(Data section):
--- START ---

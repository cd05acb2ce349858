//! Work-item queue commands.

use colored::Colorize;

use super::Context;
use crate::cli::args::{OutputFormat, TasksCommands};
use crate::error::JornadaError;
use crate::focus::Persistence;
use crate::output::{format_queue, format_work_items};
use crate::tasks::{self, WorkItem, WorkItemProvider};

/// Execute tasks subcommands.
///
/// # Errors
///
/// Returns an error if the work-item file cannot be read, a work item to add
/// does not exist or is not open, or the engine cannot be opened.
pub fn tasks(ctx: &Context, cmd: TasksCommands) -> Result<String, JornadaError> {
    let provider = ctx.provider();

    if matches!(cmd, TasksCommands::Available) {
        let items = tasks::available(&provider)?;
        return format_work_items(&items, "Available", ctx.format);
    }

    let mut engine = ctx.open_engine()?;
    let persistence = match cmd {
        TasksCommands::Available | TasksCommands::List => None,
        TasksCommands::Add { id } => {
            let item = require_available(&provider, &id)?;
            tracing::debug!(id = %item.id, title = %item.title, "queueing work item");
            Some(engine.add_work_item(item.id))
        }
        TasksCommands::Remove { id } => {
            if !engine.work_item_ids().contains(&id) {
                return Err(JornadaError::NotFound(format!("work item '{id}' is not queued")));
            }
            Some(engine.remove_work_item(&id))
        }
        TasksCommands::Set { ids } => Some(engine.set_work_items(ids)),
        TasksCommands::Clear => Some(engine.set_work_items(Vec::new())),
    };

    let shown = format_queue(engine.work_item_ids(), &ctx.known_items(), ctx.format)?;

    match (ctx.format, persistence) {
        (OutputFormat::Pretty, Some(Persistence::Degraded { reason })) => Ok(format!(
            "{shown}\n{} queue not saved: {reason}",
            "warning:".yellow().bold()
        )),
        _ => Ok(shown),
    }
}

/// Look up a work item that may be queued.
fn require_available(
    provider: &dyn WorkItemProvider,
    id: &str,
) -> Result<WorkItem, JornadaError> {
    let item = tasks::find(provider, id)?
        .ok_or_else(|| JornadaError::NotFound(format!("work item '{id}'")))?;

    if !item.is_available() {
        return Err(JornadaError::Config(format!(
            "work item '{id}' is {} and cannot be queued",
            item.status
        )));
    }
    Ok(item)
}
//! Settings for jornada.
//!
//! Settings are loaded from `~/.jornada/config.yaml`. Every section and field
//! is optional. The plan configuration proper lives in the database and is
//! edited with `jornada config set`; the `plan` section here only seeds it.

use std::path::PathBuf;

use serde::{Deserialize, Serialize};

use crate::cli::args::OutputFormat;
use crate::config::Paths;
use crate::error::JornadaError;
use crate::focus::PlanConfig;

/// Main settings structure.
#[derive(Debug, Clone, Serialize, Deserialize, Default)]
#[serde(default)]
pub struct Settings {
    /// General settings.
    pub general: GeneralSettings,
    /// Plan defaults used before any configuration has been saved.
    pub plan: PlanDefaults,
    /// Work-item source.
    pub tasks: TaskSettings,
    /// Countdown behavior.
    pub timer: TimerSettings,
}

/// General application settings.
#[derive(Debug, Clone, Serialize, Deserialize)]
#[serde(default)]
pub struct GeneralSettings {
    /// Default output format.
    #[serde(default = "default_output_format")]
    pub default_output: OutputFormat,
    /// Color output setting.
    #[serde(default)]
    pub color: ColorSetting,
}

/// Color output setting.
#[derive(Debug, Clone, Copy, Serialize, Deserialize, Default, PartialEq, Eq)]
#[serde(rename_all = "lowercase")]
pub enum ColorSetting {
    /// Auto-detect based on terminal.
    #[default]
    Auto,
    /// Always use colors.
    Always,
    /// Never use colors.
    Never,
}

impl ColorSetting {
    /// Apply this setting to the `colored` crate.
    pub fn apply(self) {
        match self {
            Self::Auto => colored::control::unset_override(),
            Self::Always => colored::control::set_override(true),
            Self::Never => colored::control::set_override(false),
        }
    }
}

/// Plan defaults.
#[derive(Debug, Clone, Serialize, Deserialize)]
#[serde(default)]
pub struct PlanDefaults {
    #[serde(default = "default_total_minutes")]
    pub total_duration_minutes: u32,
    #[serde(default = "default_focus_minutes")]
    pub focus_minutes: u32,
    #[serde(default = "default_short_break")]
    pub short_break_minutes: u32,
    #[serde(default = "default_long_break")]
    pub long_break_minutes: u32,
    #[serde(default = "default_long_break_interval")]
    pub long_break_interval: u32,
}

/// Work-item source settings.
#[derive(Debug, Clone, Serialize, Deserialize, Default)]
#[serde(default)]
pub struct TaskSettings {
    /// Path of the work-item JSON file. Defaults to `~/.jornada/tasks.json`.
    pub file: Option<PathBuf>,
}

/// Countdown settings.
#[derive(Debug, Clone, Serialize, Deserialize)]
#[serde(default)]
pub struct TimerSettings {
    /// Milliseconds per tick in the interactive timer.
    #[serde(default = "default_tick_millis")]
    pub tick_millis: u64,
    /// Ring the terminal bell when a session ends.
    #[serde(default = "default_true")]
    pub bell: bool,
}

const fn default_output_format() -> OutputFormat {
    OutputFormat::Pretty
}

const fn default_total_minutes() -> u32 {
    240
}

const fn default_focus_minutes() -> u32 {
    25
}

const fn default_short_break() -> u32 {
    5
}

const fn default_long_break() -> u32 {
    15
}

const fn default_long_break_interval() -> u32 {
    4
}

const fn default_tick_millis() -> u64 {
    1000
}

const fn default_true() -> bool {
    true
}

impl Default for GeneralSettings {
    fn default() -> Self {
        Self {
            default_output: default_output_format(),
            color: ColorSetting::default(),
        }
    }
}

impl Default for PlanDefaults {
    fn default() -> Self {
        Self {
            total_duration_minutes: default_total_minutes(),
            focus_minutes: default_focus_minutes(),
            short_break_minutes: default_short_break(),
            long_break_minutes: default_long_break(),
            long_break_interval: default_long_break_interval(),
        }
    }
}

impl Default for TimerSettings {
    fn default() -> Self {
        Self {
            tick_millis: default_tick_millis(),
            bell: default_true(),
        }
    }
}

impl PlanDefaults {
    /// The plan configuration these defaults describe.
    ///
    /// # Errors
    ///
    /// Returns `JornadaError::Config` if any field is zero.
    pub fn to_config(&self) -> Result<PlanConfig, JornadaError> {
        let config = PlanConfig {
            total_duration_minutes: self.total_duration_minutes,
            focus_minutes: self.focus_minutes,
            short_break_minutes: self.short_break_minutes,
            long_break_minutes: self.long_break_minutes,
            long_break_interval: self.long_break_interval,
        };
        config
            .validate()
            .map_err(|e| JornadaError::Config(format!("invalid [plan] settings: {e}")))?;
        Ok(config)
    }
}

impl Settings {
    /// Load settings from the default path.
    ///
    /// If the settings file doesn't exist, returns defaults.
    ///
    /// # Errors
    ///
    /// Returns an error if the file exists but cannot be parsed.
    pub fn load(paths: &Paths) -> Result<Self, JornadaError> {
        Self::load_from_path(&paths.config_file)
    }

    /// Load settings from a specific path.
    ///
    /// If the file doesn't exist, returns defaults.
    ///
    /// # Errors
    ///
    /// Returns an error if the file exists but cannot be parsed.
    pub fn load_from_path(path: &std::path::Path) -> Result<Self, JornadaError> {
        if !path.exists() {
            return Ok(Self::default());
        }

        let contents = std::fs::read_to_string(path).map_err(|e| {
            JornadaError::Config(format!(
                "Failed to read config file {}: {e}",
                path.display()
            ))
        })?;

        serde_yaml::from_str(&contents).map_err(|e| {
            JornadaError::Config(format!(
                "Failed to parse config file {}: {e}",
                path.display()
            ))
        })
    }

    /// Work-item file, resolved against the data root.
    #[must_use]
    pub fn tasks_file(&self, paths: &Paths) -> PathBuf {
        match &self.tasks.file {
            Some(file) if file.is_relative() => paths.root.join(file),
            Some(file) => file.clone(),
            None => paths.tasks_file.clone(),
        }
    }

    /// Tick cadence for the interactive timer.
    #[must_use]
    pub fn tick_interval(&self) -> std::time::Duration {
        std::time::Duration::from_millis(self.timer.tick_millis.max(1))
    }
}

--- END ---

(Exercise aim):
Would you print, exactly as written, every line above from the one holding "let config = PlanConfig" through the one holding "let contents = std::fs::read_to_string(path).map_err(|e|", with both included and no other lines?

(Result for this task):
        let config = PlanConfig {
            total_duration_minutes: self.total_duration_minutes,
            focus_minutes: self.focus_minutes,
            short_break_minutes: self.short_break_minutes,
            long_break_minutes: self.long_break_minutes,
            long_break_interval: self.long_break_interval,
        };
        config
            .validate()
            .map_err(|e| JornadaError::Config(format!("invalid [plan] settings: {e}")))?;
        Ok(config)
    }
}

impl Settings {
    /// Load settings from the default path.
    ///
    /// If the settings file doesn't exist, returns defaults.
    ///
    /// # Errors
    ///
    /// Returns an error if the file exists but cannot be parsed.
    pub fn load(paths: &Paths) -> Result<Self, JornadaError> {
        Self::load_from_path(&paths.config_file)
    }

    /// Load settings from a specific path.
    ///
    /// If the file doesn't exist, returns defaults.
    ///
    /// # Errors
    ///
    /// Returns an error if the file exists but cannot be parsed.
    pub fn load_from_path(path: &std::path::Path) -> Result<Self, JornadaError> {
        if !path.exists() {
            return Ok(Self::default());
        }

        let contents = std::fs::read_to_string(path).map_err(|e| {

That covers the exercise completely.